Montauban, dernier au classement et condamné à la relégation, traverse une saison noire, n’ayant décroché aucun point depuis son succès contre l’USAP le 25 octobre dernier. Cette dégringolade souligne inéluctablement la descente de l’USM en Pro D2 à l’issue de la saison.
Malgré ce contexte difficile, le manager Sébastien Tillous-Borde fait preuve de résilience. Dans un entretien accordé à L’Équipe, il se confie sur son quotidien d’entraîneur confronté à la crise. « Il bosse, il travaille sur lui en se faisant aider par des personnes capables de lui transmettre l’énergie nécessaire. C’est mon cas, je l’ai toujours fait. Quand t’as la tête dans le guidon et que tu n’as pas de recul, c’est souvent difficile de garder la tête froide. Ta saison peut vite devenir un calvaire. C’est pour ça que c’est important d’être accompagné. Je suis quelqu’un qui médite, qui fais très attention à son développement personnel. On a aussi une « prépa » mentale qui s’occupe des joueurs, du moins de ceux qui en ont envie. Ça les aide à évacuer les moments pénibles. »
Revenant sur les difficultés rencontrées par Pierre Mignoni en cours de saison, Tillous-Borde nuance : « Ce n’est pas une nouveauté. Quand tu rentres dans ce métier-là, tu sais que ça va être chronophage et que tu vas prendre beaucoup de pression sur les épaules. À un moment donné, tu peux avoir besoin de te faire aider. C’est arrivé à Pierre mais c’est arrivé sûrement à d’autres aussi. Dans ce job, tu réfléchis tout le temps à être dans la performance, ça ne s’arrête jamais. T’as donc plutôt intérêt à savoir couper de temps en temps. »
Malgré la pression, le manager déplore un faible soutien de ses pairs : « Disons qu’on en reçoit moins que quand on joue la phase finale du Championnat, ça c’est sûr (rires) ! Après, quand t’es dans la machine à laver, c’est difficile de penser aux autres. Heureusement, nos supporters sont à fond derrière nous. Ils savaient qu’on vivrait une saison difficile, mais ils sont là et chantent de la 1re à la 80e minute. Ça donne du baume au cœur. »
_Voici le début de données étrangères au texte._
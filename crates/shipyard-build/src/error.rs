use std::path::PathBuf;
use thiserror::Error;

#[derive(Debug, Error)]
pub enum BuildError {
    #[error("バージョン形式が不正です: {0}（MAJOR.MINOR.PATCH の3要素が必要です）")]
    InvalidVersionFormat(String),

    #[error("Dockerfileが見つかりません: {0}")]
    MissingDockerfile(PathBuf),

    #[error("ビルドコンテキストが見つかりません: {0}")]
    ContextNotFound(PathBuf),

    #[error("コマンドが失敗しました（終了コード: {}）: {command}", format_exit(.code, .signal))]
    ProcessFailure {
        command: String,
        code: Option<i32>,
        signal: Option<i32>,
    },

    #[error("コマンドを起動できません: {command}\n理由: {source}")]
    ProcessSpawn {
        command: String,
        #[source]
        source: std::io::Error,
    },

    #[error("ファイル操作に失敗しました: {path}\n理由: {source}")]
    FileSystem {
        path: PathBuf,
        #[source]
        source: std::io::Error,
    },

    #[error("devcontainer.json のパースに失敗しました: {path}\n理由: {message}")]
    Parse { path: PathBuf, message: String },

    #[error("置換対象のパターンが見つかりません: {pattern}（{path}）")]
    PatternNotFound { path: PathBuf, pattern: String },

    #[error("設定値が不足しています: {0}")]
    MissingSetting(String),

    #[error("不正なイメージタグ: {tag}")]
    InvalidTag { tag: String },

    #[error("正規表現のコンパイルエラー: {0}")]
    Regex(#[from] regex::Error),

    #[error("設定エラー: {0}")]
    Config(#[from] shipyard_config::ConfigError),
}

fn format_exit(code: &Option<i32>, signal: &Option<i32>) -> String {
    match (code, signal) {
        (Some(code), _) => code.to_string(),
        (None, Some(signal)) => format!("signal {}", signal),
        (None, None) => "不明".to_string(),
    }
}

impl BuildError {
    /// ユーザー向けの分かりやすいエラーメッセージ
    pub fn user_message(&self) -> String {
        match self {
            BuildError::MissingDockerfile(path) => {
                format!(
                    "Dockerfileが見つかりません: {}\n\
                     \n\
                     解決方法:\n\
                     1. .devcontainer/ に base.Dockerfile または Dockerfile を配置してください\n\
                     2. 対象外の定義であれば definitionsToSkip に追加してください",
                    path.display()
                )
            }
            BuildError::ContextNotFound(path) => {
                format!(
                    "ビルドコンテキストが見つかりません: {}\n\
                     \n\
                     devcontainer.json の context を確認してください。",
                    path.display()
                )
            }
            BuildError::ProcessFailure { command, .. } => {
                format!(
                    "{}\n\
                     \n\
                     上記のコマンド出力を確認してください。\n\
                     手動で再実行する場合: {}",
                    self, command
                )
            }
            BuildError::MissingSetting(key) => {
                format!(
                    "設定値 '{}' がありません\n\
                     \n\
                     解決方法:\n\
                     1. CLI オプションで指定してください\n\
                     2. config.json または環境変数 {} で指定してください",
                    key,
                    shipyard_config::env_var_name(key)
                )
            }
            _ => format!("{}", self),
        }
    }
}

pub type BuildResult<T> = std::result::Result<T, BuildError>;
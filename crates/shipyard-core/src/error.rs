use shipyard_build::BuildError;
use shipyard_config::ConfigError;
use std::path::PathBuf;
use thiserror::Error;

#[derive(Debug, Error)]
pub enum ReleaseError {
    #[error(transparent)]
    Build(#[from] BuildError),

    #[error(transparent)]
    Config(#[from] ConfigError),

    #[error("ステージング対象のパターンが不正です: {pattern}\n理由: {message}")]
    InvalidGlob { pattern: String, message: String },

    #[error("定義が見つかりません: {0}")]
    DefinitionNotFound(String),

    #[error("package.json が不正です: {path}\n理由: {message}")]
    Manifest { path: PathBuf, message: String },
}

impl ReleaseError {
    /// ユーザー向けの分かりやすいエラーメッセージ
    pub fn user_message(&self) -> String {
        match self {
            ReleaseError::Build(e) => e.user_message(),
            ReleaseError::DefinitionNotFound(id) => {
                format!(
                    "定義 '{}' が見つかりません\n\
                     \n\
                     ステージングされた containers/ 以下のディレクトリ名を指定してください。",
                    id
                )
            }
            _ => format!("{}", self),
        }
    }
}

pub type ReleaseResult<T> = std::result::Result<T, ReleaseError>;
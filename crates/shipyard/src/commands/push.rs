use crate::utils;
use crate::{RegistryArgs, RepoArgs};
use colored::Colorize;
use shipyard_build::ShellExecutor;
use shipyard_core::{PushOptions, ReleaseSettings};

pub struct PushArgs {
    pub release: String,
    pub update_latest: bool,
    pub definition: Option<String>,
    pub keep_staging: bool,
}

pub async fn handle(
    repo: &RepoArgs,
    registry: &RegistryArgs,
    args: PushArgs,
) -> anyhow::Result<()> {
    println!("{}", format!("リリース {} をプッシュ中...", args.release).blue());

    let ctx = utils::load_context(repo)?;
    let settings = ReleaseSettings::from_config(&ctx.config).map_err(utils::release_error)?;
    let (primary, stub) = utils::resolve_registries(registry, &ctx.config)?;

    println!("{} {}", "レジストリ:".dimmed(), primary.to_string().cyan());
    println!("{} {}", "スタブ:".dimmed(), stub.to_string().cyan());

    let options = PushOptions {
        release: args.release,
        update_latest: args.update_latest,
        registry: primary,
        stub_registry: stub,
        definition_id: args.definition,
        push_images: true,
        simulate: false,
    };

    let executor = ShellExecutor::new();
    let (staging, report) = shipyard_core::push(&executor, &ctx.repo_root, &settings, &options)
        .await
        .map_err(utils::release_error)?;

    println!();
    for definition in &report.definitions {
        match definition.state {
            shipyard_core::DefinitionState::Finalized => {
                println!("  {} {}", "✓".green(), definition.id.cyan());
            }
            state => {
                println!("  {} {} ({})", "-".dimmed(), definition.id.dimmed(), state);
            }
        }
    }
    println!(
        "\n{} {} 件をプッシュしました（スキップ: {} 件）",
        "✓".green(),
        report.pushed().count(),
        report.skipped().count()
    );

    if args.keep_staging {
        let path = staging.persist();
        println!("{} {}", "ステージング領域:".dimmed(), path.display());
    } else {
        staging.remove().await.map_err(utils::release_error)?;
    }

    Ok(())
}
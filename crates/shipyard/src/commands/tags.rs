use crate::utils;
use shipyard_build::{RegistryCoordinates, normalize_version, tag_list};
use std::path::Path;

pub fn handle(
    definition: &str,
    release: &str,
    update_latest: bool,
    registry: Option<&str>,
    registry_path: Option<&str>,
    config: Option<&Path>,
) -> anyhow::Result<()> {
    let config = utils::load_config_or_default(config)?;
    let coordinates = RegistryCoordinates::resolve(registry, registry_path, &config)
        .map_err(|e| anyhow::anyhow!(e.user_message()))?;

    let tags = tag_list(
        definition,
        &normalize_version(release),
        update_latest,
        &coordinates,
    )?;
    for tag in tags {
        println!("{}", tag);
    }

    Ok(())
}
//! devcontainer.json の読み込み
//!
//! コメント付き JSON としてパースし、ビルドに必要なフィールドだけを取り出します。
//! 書き換えは [`crate::patch`] で生テキストに対して行うため、元の文字列も保持します。

use crate::error::{BuildError, BuildResult};
use crate::fsutil;
use jsonc_parser::ParseOptions;
use serde::Deserialize;
use std::path::{Path, PathBuf};

/// 定義の `.devcontainer` ディレクトリ名
pub const DOT_DEVCONTAINER: &str = ".devcontainer";

/// devcontainer.json のファイル名
pub const DESCRIPTOR_FILE: &str = "devcontainer.json";

#[derive(Debug, Default, Deserialize)]
struct DescriptorFields {
    context: Option<String>,
    build: Option<BuildFields>,
}

#[derive(Debug, Default, Deserialize)]
struct BuildFields {
    context: Option<String>,
}

/// devcontainer.json
#[derive(Debug, Clone)]
pub struct DevContainerDescriptor {
    pub path: PathBuf,
    /// 読み込んだ時点の生テキスト
    pub raw: String,
    /// ビルドコンテキスト（`.devcontainer` からの相対パス）
    pub context: Option<String>,
}

impl DevContainerDescriptor {
    /// ファイルから読み込む
    pub async fn load(path: &Path) -> BuildResult<Self> {
        let raw = fsutil::read_to_string(path).await?;
        Self::parse(path, raw)
    }

    /// 生テキストをパース
    ///
    /// `context` が無い場合は `build.context` を参照します。
    pub fn parse(path: &Path, raw: String) -> BuildResult<Self> {
        let parse_error = |message: String| BuildError::Parse {
            path: path.to_path_buf(),
            message,
        };

        let value = jsonc_parser::parse_to_serde_value(&raw, &ParseOptions::default())
            .map_err(|e| parse_error(e.to_string()))?
            .ok_or_else(|| parse_error("ファイルが空です".to_string()))?;

        let fields: DescriptorFields =
            serde_json::from_value(value).map_err(|e| parse_error(e.to_string()))?;

        let context = fields
            .context
            .or_else(|| fields.build.and_then(|build| build.context));

        Ok(Self {
            path: path.to_path_buf(),
            raw,
            context,
        })
    }
}

#[cfg(test)]
mod tests {
    use super::*;

    fn parse(raw: &str) -> BuildResult<DevContainerDescriptor> {
        DevContainerDescriptor::parse(Path::new("devcontainer.json"), raw.to_string())
    }

    #[test]
    fn test_parse_with_comments_and_trailing_comma() {
        let descriptor = parse(
            r#"// For format details, see https://aka.ms/devcontainer.json
{
    "name": "Node.js",
    /* build context */
    "context": "..",
    "dockerFile": "base.Dockerfile",
}"#,
        )
        .unwrap();

        assert_eq!(descriptor.context.as_deref(), Some(".."));
        assert!(descriptor.raw.starts_with("// For format details"));
    }

    #[test]
    fn test_parse_without_context() {
        let descriptor = parse(r#"{ "name": "Go", "dockerFile": "Dockerfile" }"#).unwrap();
        assert_eq!(descriptor.context, None);
    }

    #[test]
    fn test_parse_build_context_fallback() {
        let descriptor =
            parse(r#"{ "build": { "dockerfile": "Dockerfile", "context": "../app" } }"#).unwrap();
        assert_eq!(descriptor.context.as_deref(), Some("../app"));
    }

    #[test]
    fn test_parse_malformed() {
        assert!(matches!(
            parse(r#"{ "name": "broken" "#),
            Err(BuildError::Parse { .. })
        ));
    }

    #[test]
    fn test_parse_empty() {
        assert!(matches!(parse("// only a comment\n"), Err(BuildError::Parse { .. })));
    }

    #[test]
    fn test_parse_context_wrong_type() {
        assert!(matches!(
            parse(r#"{ "context": 3 }"#),
            Err(BuildError::Parse { .. })
        ));
    }
}
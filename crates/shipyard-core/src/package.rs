//! パッケージング
//!
//! プッシュ後のステージング領域で package.json のバージョンを書き換え、依存関係の
//! インストールとアーカイブ作成を外部コマンドで行います。

use crate::error::ReleaseResult;
use crate::manifest::{MANIFEST_FILE, PackageManifest, package_version};
use crate::push::{PushOptions, push};
use crate::settings::ReleaseSettings;
use colored::Colorize;
use shipyard_build::{CommandExecutor, ShellCommand, fsutil, normalize_version};
use std::path::{Path, PathBuf};
use tracing::info;

/// パッケージングのオプション
#[derive(Debug, Clone)]
pub struct PackageOptions {
    pub push: PushOptions,
    /// レジストリへプッシュせず、アーカイブを移動せずに終了する
    pub simulate: bool,
    /// アーカイブの出力先
    pub output_dir: PathBuf,
}

/// プッシュしてからパッケージを作成
///
/// 作成したアーカイブのパスを返します。シミュレート時はプッシュも省略し `None` を返します。
/// ステージング領域は成功・失敗にかかわらず削除されます。
pub async fn package<E>(
    executor: &E,
    repo_root: &Path,
    settings: &ReleaseSettings,
    options: &PackageOptions,
) -> ReleaseResult<Option<PathBuf>>
where
    E: CommandExecutor + ?Sized,
{
    let release = &options.push.release;
    let push_options = PushOptions {
        simulate: options.simulate || options.push.simulate,
        ..options.push.clone()
    };
    let (staging, _report) = push(executor, repo_root, settings, &push_options).await?;

    println!("\n{} Package {}", "▶".green(), release.cyan().bold());

    let mut manifest = PackageManifest::load(&staging.path().join(MANIFEST_FILE)).await?;
    let version = package_version(&normalize_version(release), &manifest.version);
    println!("  {} Updating package.json with version {}", "→".blue(), version);
    manifest.set_version(&version).await?;

    println!("  {} Packaging...", "→".blue());
    executor
        .run(&ShellCommand::new(
            &settings.dependency_install_command,
            staging.path(),
        ))
        .await?;
    executor
        .run(&ShellCommand::new(&settings.pack_command, staging.path()))
        .await?;

    let output = if options.simulate {
        println!("  {} Simulating: skipping package move", "→".blue());
        None
    } else {
        let packed = staging.path().join(manifest.packed_file_name());
        let output = options.output_dir.join(manifest.release_file_name());
        info!(from = %packed.display(), to = %output.display(), "Moving package");
        fsutil::move_file(&packed, &output).await?;
        Some(output)
    };

    println!("  {} Cleaning up...", "→".blue());
    staging.remove().await?;

    println!("{} {}", "✓".green(), "Done".green());
    Ok(output)
}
Enfin, Tillous-Borde tient à souligner que l’équipe n’a jamais renoncé à son style de jeu offensif malgré les défaites. « On a su garder notre identité de jeu. À chaque fois, on essaie de produire. On marque de très beaux essais, on franchit, on voit qu’il y a un fond de jeu. Même des supporters d’équipes adverses nous disent qu’on joue bien. Après, il y a toujours un moment où on craque parce qu’on manque de maîtrise sur des détails qui n’en sont pas à ce niveau. Mais j’ai toujours demandé à mes joueurs d’y aller à fond, sans pression. La pire chose serait de voir les gars évoluer avec le frein à main. Je les engueule d’ailleurs quand ils n’osent pas. En fait, je les engueule plus quand ils ne font pas les choses que quand ils les font et commettent des erreurs. »
Une ultime déclaration qui illustre la volonté du club de rester fidèle à ses principes, même dans l’adversité.